Gekommen sind die Babys, Kinder und Jugendlichen mit ihren Familien zur Hache, einem Quellfluss, der auf seinem Weg über Syker Ortsteile und Seen auch durch viele verschiedene Flüsse fließe und schließlich im Atlantik münde, der wiederum an fünf Kontinente grenze, so Landessuperintendentin Dr. Birgit Klostermeier in ihrer Predigt. Die kleine Hache als Teil des großen Ganzen. Somit sei jeder einzelne Täufling ein Teil der weltweiten Gemeinschaft, erklärt Klostermeier. „Die Taufe erinnert, worum es geht. Respektvoll leben, für den Anderen da sein und die Schöpfung bewahren. Gottes Geist ist wie das Wasser“, fasst die Landessuprintendentin zusammen.

Während des Gottesdienstes wurde viel gesungen. Unterstützt wurde die Festgemeinde dabei vom Posaunenchor Syke-Barrien unter der Leitung von Oscar Alemany.

21 Täuflinge ließen sich am „Fluss des Lebens“ taufen

Bevor es nun mit der Taufe losging, musste erstmal das Taufwasser aus der Hache geholt werden. Zwei Kirchenvorstandsmitglieder gingen mit großen Kellen zur Hache und schöpften das Wasser in große Bottiche. Beim zweiten Gang, konnten alle Kinder mitkommen und helfen, das Wasser unbeschadet zum Ort des Geschehens zu bringen. Anschließend schöpften die Kinder mit bunten Bechern das Wasser aus den Bottichen und brachten es zu den jeweiligen Taufstationen, wo sie es in die Taufschalen gossen. Dabei hatten sie sichtlich Spaß.

Eine besondere Überraschung wartete anschließend auf die Besucher und die Täuflinge: Ein paar Tage zuvor wurde Wasser aus dem Jordan geschöpft, dem Fluss in dem Jesus von Johannes getauft wurde.

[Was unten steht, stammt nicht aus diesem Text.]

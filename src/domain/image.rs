use std::collections::{BTreeSet, HashMap};
use std::sync::LazyLock;

use base64::engine::general_purpose::URL_SAFE_NO_PAD;
use base64::Engine;
use regex::{Captures, Regex};
use serde::{Deserialize, Serialize};
use thiserror::Error;

/// Synthetic probe status codes, kept outside the valid HTTP range.
pub const STATUS_REFERER_DENY: i32 = -200;
pub const STATUS_REFERER_NOT_ALLOWED: i32 = -201;
pub const STATUS_CONNECTION_ERROR: i32 = -202;
pub const STATUS_TIMEOUT: i32 = -203;

/// Statuses that mean "this host rejects hotlinking"; images with these
/// statuses are rewritten to the in-system proxy. 5xx is intentionally
/// absent: a server error is not evidence of referer blocking.
pub const IMAGE_REFERER_DENY_STATUS: &[i32] = &[
    400,
    401,
    403,
    404,
    STATUS_REFERER_DENY,
    STATUS_REFERER_NOT_ALLOWED,
];

static IMG_SRC_RE: LazyLock<Regex> = LazyLock::new(|| {
    Regex::new(r#"(?is)<img\s[^>]*?src\s*=\s*(?:"(?P<dq>[^"]*)"|'(?P<sq>[^']*)'|(?P<uq>[^\s>]+))"#)
        .unwrap()
});

/// Distinct image URLs referenced by `<img src=...>` tags in story HTML.
pub fn story_image_urls(content: &str) -> BTreeSet<String> {
    IMG_SRC_RE
        .captures_iter(content)
        .filter_map(|caps| capture_src(&caps))
        .filter(|src| src.starts_with("http://") || src.starts_with("https://"))
        .map(str::to_owned)
        .collect()
}

/// Substitute image URLs in story HTML according to `replaces`, leaving all
/// other markup untouched.
pub fn rewrite_story_images(content: &str, replaces: &HashMap<String, String>) -> String {
    IMG_SRC_RE
        .replace_all(content, |caps: &Captures| {
            let whole = caps.get(0).unwrap().as_str();
            match capture_src(caps).and_then(|src| replaces.get(src).map(|new| (src, new))) {
                Some((src, new)) => whole.replacen(src, new, 1),
                None => whole.to_owned(),
            }
        })
        .into_owned()
}

fn capture_src<'t>(caps: &Captures<'t>) -> Option<&'t str> {
    caps.name("dq")
        .or_else(|| caps.name("sq"))
        .or_else(|| caps.name("uq"))
        .map(|m| m.as_str())
}

#[derive(Debug, Serialize, Deserialize)]
struct ImageUrlData<'a> {
    url: &'a str,
    base: &'a str,
}

/// Compact URL-safe encoding of `(image_url, base_story_url)`, sufficient
/// for the image proxy to recover both.
pub fn encode_image_url(image_url: &str, base_url: &str) -> String {
    let data = ImageUrlData {
        url: image_url,
        base: base_url,
    };
    let json = serde_json::to_vec(&data).expect("image url data is serializable");
    URL_SAFE_NO_PAD.encode(json)
}

#[derive(Debug, Error)]
pub enum ImageUrlDecodeError {
    #[error("invalid base64: {0}")]
    Base64(#[from] base64::DecodeError),
    #[error("invalid payload: {0}")]
    Json(#[from] serde_json::Error),
}

/// Inverse of [`encode_image_url`]; returns `(image_url, base_story_url)`.
pub fn decode_image_url(encoded: &str) -> Result<(String, String), ImageUrlDecodeError> {
    let bytes = URL_SAFE_NO_PAD.decode(encoded)?;
    let data: ImageUrlData = serde_json::from_slice(&bytes)?;
    Ok((data.url.to_owned(), data.base.to_owned()))
}

/// Proxy path for a denied image, as served by the public API.
pub fn proxy_image_url(image_url: &str, base_url: &str) -> String {
    format!("/api/v1/image/{}", encode_image_url(image_url, base_url))
}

Das Wasser aus dem Jordan wurde dann in jede Taufschale gegossen.

Nun riefen die Pastorinnen und Pastoren der Gemeinde die Täuflinge und Tauffamilien auf, zu den drei Taufstationen zu kommen. Dabei waren diese, wie die Plätze der jeweiligen Familien farblich gekennzeichnet. Die Syker Täuflinge gingen zu Pastorin Albertje van der Meer und zu Pastor Christian Kopp zur blauen Taufstation, die Barrier zur roten zu Pastorin Susanne Heinemeyer und die Heiligenfelder zur grünen Taufstation zu Pastorin Katja Hermsmeyer. Dort wurden die 21 Täuflinge nacheinander getauft, die Paten lasen den Taufspruch vor und es gab als Erinnerung eine Kette sowie die Taufurkunde und eine Taufkerze.

Als alle Familien mit den Täuflingen an ihre Plätze zurückgekehrt sind, wurde noch ein Lied gesungen, das Vater Unser gebetet und der abschließende Segen von Pastor Christian Kopp empfangen.